Прозаизированная лирика ориентирована на диалог, в основе которого лежит ее ситуативная контекстуализация и самоопределение. «Чужое слово» и «многоголосие»[518], в первую очередь известные как признаки полифонического романа, являются и признаками лирики, для которой диалогичность образует основную диспозицию. «Нет лирики без диалога»[519], — настаивает Мандельштам в своей программной статье «О собеседнике». При дальнейшей конкретизации диалогичность находит воплощение на различных уровнях, начиная со стихотворения-посвящения и заканчивая потенциальной беседой, ориентированной на будущий — вечный или бесконечный — диалог, как формулирует Мандельштам в упомянутой статье[520]. В этой связи, однако, расширяется сама семантика посвящения: под знаком прозаизации оно превращается в обстоятельственное и ситуативное указание, перемещающееся из паратекста в основной текст[521]. С формальной точки зрения, мы имеем здесь дело — в особенности в подробных, местами разрастающихся до микронарративов посвящениях — с монтажом лирики и прозы, также возникающей в виде комментариев, введений и предисловий, находящихся в тесной связи с циклизацией лирических текстов[522]. Хотя прозаизация тут распознается уже в полиграфической организации текста[523], следует выделить еще один, несколько более тонкий симптом прозаизации, нередко выражающийся в названиях стихотворений, в которых явственно прослеживается рефлексия на тему границ жанра.
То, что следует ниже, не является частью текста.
//! Per-thread transcript sessions and their store.

use std::collections::HashMap;
use std::sync::{Arc, RwLock};
use std::time::Duration;

use chrono::{DateTime, Utc};
use serde::Serialize;

use crate::assistant::MessageRole;

/// Default session timeout (30 minutes).
const DEFAULT_SESSION_TIMEOUT: Duration = Duration::from_secs(30 * 60);

/// One recorded message of a conversation.
#[derive(Debug, Clone, Serialize)]
pub struct TranscriptEntry {
    /// Author of the message.
    pub role: MessageRole,
    /// Literal message text.
    pub text: String,
}

/// The transcript of a single conversation thread.
///
/// Sessions record messages in exchange order (user message first, then the
/// assistant reply) and track activity for expiry cleanup.
#[derive(Debug)]
pub struct Session {
    inner: Arc<SessionInner>,
}

#[derive(Debug)]
struct SessionInner {
    /// Remote thread id this transcript mirrors.
    thread_id: String,
    /// Recorded messages.
    messages: RwLock<Vec<TranscriptEntry>>,
    /// Session creation time.
    #[allow(dead_code)]
    created_at: DateTime<Utc>,
    /// Last activity time.
    last_activity: RwLock<DateTime<Utc>>,
}

impl Clone for Session {
    fn clone(&self) -> Self {
        Self {
            inner: Arc::clone(&self.inner),
        }
    }
}

impl Session {
    fn new(thread_id: String) -> Self {
        let now = Utc::now();
        Self {
            inner: Arc::new(SessionInner {
                thread_id,
                messages: RwLock::new(Vec::new()),
                created_at: now,
                last_activity: RwLock::new(now),
            }),
        }
    }

    /// Get the remote thread id.
    #[must_use]
    pub fn thread_id(&self) -> &str {
        &self.inner.thread_id
    }

    /// Record a user message.
    pub fn add_user_message(&self, text: impl Into<String>) {
        self.add_entry(TranscriptEntry {
            role: MessageRole::User,
            text: text.into(),
        });
    }

    /// Record an assistant reply.
    pub fn add_assistant_message(&self, text: impl Into<String>) {
        self.add_entry(TranscriptEntry {
            role: MessageRole::Assistant,
            text: text.into(),
        });
    }

    /// Record a transcript entry.
    pub fn add_entry(&self, entry: TranscriptEntry) {
        let mut guard = self.inner.messages.write().unwrap();
        guard.push(entry);
        drop(guard);
        self.touch();
    }

    /// Get all recorded messages in exchange order.
    #[must_use]
    pub fn messages(&self) -> Vec<TranscriptEntry> {
        self.inner.messages.read().unwrap().clone()
    }

    /// Get the number of recorded messages.
    #[must_use]
    pub fn message_count(&self) -> usize {
        self.inner.messages.read().unwrap().len()
    }

    /// Update the last activity timestamp.
    fn touch(&self) {
        let mut guard = self.inner.last_activity.write().unwrap();
        *guard = Utc::now();
    }

    /// Check if the session has been inactive longer than the timeout.
    #[must_use]
    pub fn is_expired_with_timeout(&self, timeout: Duration) -> bool {
        let last = *self.inner.last_activity.read().unwrap();
        let now = Utc::now();
        if let Ok(duration) = (now - last).to_std() {
            duration > timeout
        } else {
            // Negative duration means clock skew or "last" is in future.
            false
        }
    }
}

/// Thread-safe store of transcript sessions, keyed by remote thread id.
#[derive(Debug, Clone)]
pub struct SessionStore {
    inner: Arc<SessionStoreInner>,
}

#[derive(Debug)]
struct SessionStoreInner {
    sessions: RwLock<HashMap<String, Session>>,
}

impl Default for SessionStore {
    fn default() -> Self {
        Self::new()
    }
}

impl SessionStore {
    /// Create a new session store.
    #[must_use]
    pub fn new() -> Self {
        Self {
            inner: Arc::new(SessionStoreInner {
                sessions: RwLock::new(HashMap::new()),
            }),
        }
    }

    /// Get a session by thread id.
    #[must_use]
    pub fn get(&self, thread_id: &str) -> Option<Session> {
        let guard = self.inner.sessions.read().unwrap();
        guard.get(thread_id).cloned()
    }

    /// Get a session by thread id, creating it if it doesn't exist.
    #[must_use]
    pub fn get_or_create(&self, thread_id: &str) -> Session {
        // Try read-only first
        {
            let guard = self.inner.sessions.read().unwrap();
            if let Some(session) = guard.get(thread_id) {
                return session.clone();
            }
        }

        let session = Session::new(thread_id.to_string());
        let mut guard = self.inner.sessions.write().unwrap();
        guard
            .entry(thread_id.to_string())
            .or_insert(session)
            .clone()
    }

    /// Remove a session by thread id.
    pub fn remove(&self, thread_id: &str) -> Option<Session> {
        let mut guard = self.inner.sessions.write().unwrap();
        guard.remove(thread_id)
    }

    /// Get the number of active sessions.
    #[must_use]
    pub fn len(&self) -> usize {
        self.inner.sessions.read().unwrap().len()
    }

    /// Check if there are no sessions.
    #[must_use]
    pub fn is_empty(&self) -> bool {
        self.len() == 0
    }

    /// Remove all sessions inactive past the default timeout.
    ///
    /// Returns the number of sessions removed.
    #[allow(dead_code)]
    pub fn cleanup_expired(&self) -> usize {
        self.cleanup_expired_with_timeout(DEFAULT_SESSION_TIMEOUT)
    }

    /// Remove sessions that have been inactive longer than the timeout.
    pub fn cleanup_expired_with_timeout(&self, timeout: Duration) -> usize {
        let mut guard = self.inner.sessions.write().unwrap();
        let before = guard.len();
        guard.retain(|_, session| !session.is_expired_with_timeout(timeout));
        before - guard.len()
    }
}

#[cfg(test)]
mod tests {
    use super::*;

    #[test]
    fn test_session_records_exchange_order() {
        let store = SessionStore::new();
        let session = store.get_or_create("thread-abc");

        assert_eq!(session.thread_id(), "thread-abc");
        assert_eq!(session.message_count(), 0);

        session.add_user_message("Hello");
        session.add_assistant_message("Hi there!");

        let messages = session.messages();
        assert_eq!(messages.len(), 2);
        assert_eq!(messages[0].role, MessageRole::User);
        assert_eq!(messages[0].text, "Hello");
        assert_eq!(messages[1].role, MessageRole::Assistant);
    }

    #[test]
    fn test_get_or_create_reuses_thread_session() {
        let store = SessionStore::new();

        let first = store.get_or_create("thread-1");
        first.add_user_message("one");

        let second = store.get_or_create("thread-1");
        assert_eq!(second.message_count(), 1);
        assert_eq!(store.len(), 1);
    }

    #[test]
    fn test_session_store_remove() {
        let store = SessionStore::new();
        assert!(store.is_empty());

        let _ = store.get_or_create("thread-1");
        assert_eq!(store.len(), 1);

        store.remove("thread-1");
        assert!(store.is_empty());
    }

    #[test]
    fn test_cleanup_keeps_active_sessions() {
        let store = SessionStore::new();
        let session = store.get_or_create("thread-1");
        session.add_user_message("keep me");

        let removed = store.cleanup_expired_with_timeout(Duration::from_secs(60));
        assert_eq!(removed, 0);
        assert_eq!(store.len(), 1);

        let removed = store.cleanup_expired_with_timeout(Duration::from_secs(0));
        assert_eq!(removed, 1);
        assert!(store.is_empty());
    }
}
Ю. Орлицкий называет эту тенденцию «семантизацией заголовка»[524], Левин и соавт. констатируют, что Ахматова и Мандельштам едва ли соотносят свои названия с каноническими жанрами и формами, используя вместо этого ситуативные или имеющие прагматический оттенок заголовки — к примеру, «Разговор о Данте» или «Четвертая проза»[525]. Заголовки этого типа в вышей степени характерны и для текстов Пригова — таковы, например: «Исчисленные стихи», «Стихи переходного периода», «Двадцать стихотворений японских в стиле Некрасова Всеволода Николаевича», «Следующие стихи», «Читая Пригова», «Месяц квазижизни» (среди азбук значится под № 62).

Данная рефлексия на тему границ жанра является однозначным указанием на историческую динамику литературного факта — инновационную концепцию Юрия Тынянова[526], чьи исследования в этой области до сих пор находятся в авангарде научной мысли. Эта динамика семантизации формы существенна в нашем контексте по той причине, что она непосредственно отражает взаимосвязь между конкретным содержанием, «историческими данными», их вербализацией в лирике, с одной стороны, — и литературной формой, с другой.
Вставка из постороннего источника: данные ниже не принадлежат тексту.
//! Embeddable assistant chat widget with a backend relay.
//!
//! Serves a floating chat widget as a self-contained script and relays the
//! widget's messages to a hosted conversational-assistant API. The browser
//! only ever talks to this service; the assistant credential stays on the
//! server.
//!
//! # Architecture
//!
//! - **Server**: Axum-based HTTP relay (`/config`, `/chat`, widget assets)
//! - **Assistant client**: reqwest driver for the provider's thread/run API
//! - **Exchange**: one-message protocol (thread, post, run, capped poll, reply)
//! - **UI**: widget page and bootstrap script emitted as static strings
//!
//! # Modules
//!
//! - [`assistant`]: provider API client and exchange driver
//! - [`config`]: CLI, file and environment configuration
//! - [`server`]: router and request handlers
//! - [`session`]: in-memory conversation transcripts
//! - [`ui`]: widget markup and script

pub mod assistant;
pub mod config;
pub mod server;
pub mod session;
pub mod ui;

use std::sync::Arc;

use assistant::Exchanger;
use session::SessionStore;

/// Application state shared across all handlers.
#[derive(Clone)]
pub struct AppState {
    /// Exchange driver for relaying messages to the assistant provider.
    pub exchanger: Arc<Exchanger>,
    /// Transcript store keyed by remote thread id.
    pub sessions: SessionStore,
    /// Assistant identifier exposed to the widget via `/config`.
    pub assistant_id: String,
}

impl std::fmt::Debug for AppState {
    fn fmt(&self, f: &mut std::fmt::Formatter<'_>) -> std::fmt::Result {
        f.debug_struct("AppState")
            .field("assistant_id", &self.assistant_id)
            .finish()
    }
}
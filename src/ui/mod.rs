//! Widget markup and bootstrap script.
//!
//! Served as static strings so the relay ships no separate asset pipeline:
//! the demo page and the widget script are compiled into the binary.

mod widget;

pub use widget::{demo_page, widget_script};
В этой связи плодотворным будет поразмышлять о значении прилагательного «семантический» в названии статьи Левина и соавторов: «семантическая» поэтика, очевидно, образует противоположный полюс по отношению к «несемантической», т. е. авангардной, «самовитой», равной самой себе, беспредметной лирике. Эпитет «семантическая» указывает на смысловую отсылку к предметной реальности. Левин и др. объясняют, что прозаизация у Ахматовой имеет отношение к «введению элементов повседневной речи, „говорного типа“», то есть элементов, «связанных, как правило, с речью автора», а не с задачей описания повседневности, как подчеркивают авторы статьи. Семантическая проза и прозаизация в случае Ахматовой, таким образом, означают также, что речь идет именно о «языковой реальности», которая вторгается в лирику, а не просто о реальных деталях и подробностях. По этой причине Левин и др. придают большое значение различению «прозаизации» и «бытописания»[527].
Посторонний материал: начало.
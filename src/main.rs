//! Chat Widget Relay Server
//!
//! Entry point for the assistant chat widget relay.

use std::sync::Arc;

use dotenvy::dotenv;
use mimalloc::MiMalloc;
use tracing_subscriber::{EnvFilter, fmt, layer::SubscriberExt, util::SubscriberInitExt};

use chat_widget_relay::config::{AppConfig, load_assistant_settings};
use chat_widget_relay::server::start_server;

/// Global allocator for improved performance (M-MIMALLOC-APPS).
#[global_allocator]
static GLOBAL: MiMalloc = MiMalloc;

#[tokio::main]
async fn main() -> anyhow::Result<()> {
    // Initialize tracing (M-LOG-STRUCTURED)
    tracing_subscriber::registry()
        .with(fmt::layer().with_target(true))
        .with(EnvFilter::from_default_env().add_directive("info".parse()?))
        .init();

    // Load .env (if present)
    let _ = dotenv();

    let config = match AppConfig::load() {
        Ok(c) => Arc::new(c),
        Err(e) => {
            eprintln!("Configuration error: {e}");
            std::process::exit(1);
        }
    };

    let settings = match load_assistant_settings() {
        Ok(s) => s,
        Err(msg) => {
            eprintln!("Configuration error: {msg}");
            std::process::exit(1);
        }
    };

    start_server(config, settings).await
}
Неудивительно в этой связи, что именно Юрий Тынянов оценивает реалистическую лирику Н. А. Некрасова как формально инновативную. В статье «Стиховые формы Некрасова», написанной в 1921 г.[528], он деконструирует принятое обычно в отношении Некрасова «либо/либо». Либо Некрасова ценят «вопреки» формальным свойствам его лирики, то есть из-за его социально-критического содержания, либо отвергают «из-за» формальных недостатков. Таким образом, реакция на прозаизацию оказывается сходной характерным реакциям на «стихотворения на случай»: абсорбция лирикой лексически, семантически или формально «непоэтических» элементов провоцирует подозрения во внехудожественной прагматике. Тынянов подхватывает главный упрек Некрасову, касающийся «прозаичности»[529] его текстов, транформируя критические претензии в научную категорию («прозаизмы»[530]). «Эстетской» критике Некрасова Тынянов противопоставляет базирующийся на стихотворной семантике синтез «формы» и «содержания», а также пародийность, прозаическую лексику и т. д.: как только элементы прозы внедряются в лирический жанр, они в определенном смысле подвергаются воздействию лирики и господствующих в ней законов семантизации. Точно так же, однако, имеет место и противоположный процесс: семантически маркированные новые элементы изменяют стихотворную семантику. Таким образом лирика обновляется и обогащается прозаическими элементами[531].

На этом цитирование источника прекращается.